WHAT THE TASK REQUIRES ->
Repeat each entry in full, exactly.

Collected data ->
☆ ☆ ☆ ☆ ☆
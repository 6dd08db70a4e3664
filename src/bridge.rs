//! Wallet-Contract Bridge
//!
//! Connects to the wallet provider, binds the valuation contract, mirrors the three
//! valuation events into display slots and records progress in the status log.
//!
//! # Flow
//!
//! 1. `connect` requests account access and binds the contract (Disconnected -> Connected)
//! 2. `subscribe` arms one persistent listener per valuation event
//! 3. User actions submit transactions and only confirm submission
//! 4. Oracle results arrive later as events and fill the display slots
//!
//! The bridge never touches the terminal. Every visible change is published as a
//! [`BridgeUpdate`] for the view layer.

use std::collections::HashSet;
use std::sync::Arc;

use alloy::primitives::{Address, TxHash, U256};
use serde::Serialize;
use tokio::sync::{broadcast, mpsc};
use tracing::{debug, error, info, warn};

use crate::error::BridgeError;
use crate::format::{format_amount, format_value};
use crate::provider::{EventSubscription, ValuationContract, WalletProvider};
use crate::state::{
    ConnectionState, Session, Severity, StatusEntry, StatusLog, ValuationDisplay, ValuationKind,
};

/// Merged event queue depth across all listeners
const EVENT_QUEUE: usize = 256;

/// Broadcast buffer for view updates
const UPDATE_BUFFER: usize = 256;

/// Visible state changes published to the view layer
#[derive(Debug, Clone, PartialEq, Eq)]
pub enum BridgeUpdate {
    /// Session established for `account`
    Connected { account: Address },
    /// A line was appended to the status log
    StatusAppended(StatusEntry),
    /// A valuation slot received a new formatted value
    SlotUpdated {
        kind: ValuationKind,
        formatted: String,
    },
    /// Blocking user prompt (precondition not met); not part of the status log
    Prompt(String),
}

/// User actions accepted by [`ValuationBridge::run`]
#[derive(Debug, Clone, PartialEq, Eq)]
pub enum BridgeCommand {
    RequestSmartZipValue(String),
    GetAverageValue(String),
    WithdrawLink,
    QueryValuations,
}

/// Current on-chain values from the read-only queries
#[derive(Debug, Clone, PartialEq, Eq, Serialize)]
pub struct ValuationSnapshot {
    pub smart_zip: U256,
    pub prospect_now: U256,
    pub average: U256,
}

/// One event delivery tagged with its source listener
type Delivery = (ValuationKind, Result<U256, BridgeError>);

pub struct ValuationBridge {
    provider: Option<Arc<dyn WalletProvider>>,
    contract_address: Address,
    session: Option<Session>,
    armed: HashSet<ValuationKind>,
    display: ValuationDisplay,
    status: StatusLog,
    updates: broadcast::Sender<BridgeUpdate>,
    events_tx: mpsc::Sender<Delivery>,
    events_rx: mpsc::Receiver<Delivery>,
}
☆ ☆ ☆ ☆ ☆
SOLUTION FOR THIS TASK ->
repository 6dd08db70a4e3664
filename src/bridge.rs
//! Wallet-Contract Bridge
//!
//! Connects to the wallet provider, binds the valuation contract, mirrors the three
//! valuation events into display slots and records progress in the status log.
//!
//! # Flow
//!
//! 1. `connect` requests account access and binds the contract (Disconnected -> Connected)
//! 2. `subscribe` arms one persistent listener per valuation event
//! 3. User actions submit transactions and only confirm submission
//! 4. Oracle results arrive later as events and fill the display slots
//!
//! The bridge never touches the terminal. Every visible change is published as a
//! [`BridgeUpdate`] for the view layer.

use std::collections::HashSet;
use std::sync::Arc;

use alloy::primitives::{Address, TxHash, U256};
use serde::Serialize;
use tokio::sync::{broadcast, mpsc};
use tracing::{debug, error, info, warn};

use crate::error::BridgeError;
use crate::format::{format_amount, format_value};
use crate::provider::{EventSubscription, ValuationContract, WalletProvider};
use crate::state::{
    ConnectionState, Session, Severity, StatusEntry, StatusLog, ValuationDisplay, ValuationKind,
};

/// Merged event queue depth across all listeners
const EVENT_QUEUE: usize = 256;

/// Broadcast buffer for view updates
const UPDATE_BUFFER: usize = 256;

/// Visible state changes published to the view layer
#[derive(Debug, Clone, PartialEq, Eq)]
pub enum BridgeUpdate {
    /// Session established for `account`
    Connected { account: Address },
    /// A line was appended to the status log
    StatusAppended(StatusEntry),
    /// A valuation slot received a new formatted value
    SlotUpdated {
        kind: ValuationKind,
        formatted: String,
    },
    /// Blocking user prompt (precondition not met); not part of the status log
    Prompt(String),
}

/// User actions accepted by [`ValuationBridge::run`]
#[derive(Debug, Clone, PartialEq, Eq)]
pub enum BridgeCommand {
    RequestSmartZipValue(String),
    GetAverageValue(String),
    WithdrawLink,
    QueryValuations,
}

/// Current on-chain values from the read-only queries
#[derive(Debug, Clone, PartialEq, Eq, Serialize)]
pub struct ValuationSnapshot {
    pub smart_zip: U256,
    pub prospect_now: U256,
    pub average: U256,
}

/// One event delivery tagged with its source listener
type Delivery = (ValuationKind, Result<U256, BridgeError>);

pub struct ValuationBridge {
    provider: Option<Arc<dyn WalletProvider>>,
    contract_address: Address,
    session: Option<Session>,
    armed: HashSet<ValuationKind>,
    display: ValuationDisplay,
    status: StatusLog,
    updates: broadcast::Sender<BridgeUpdate>,
    events_tx: mpsc::Sender<Delivery>,
    events_rx: mpsc::Receiver<Delivery>,
}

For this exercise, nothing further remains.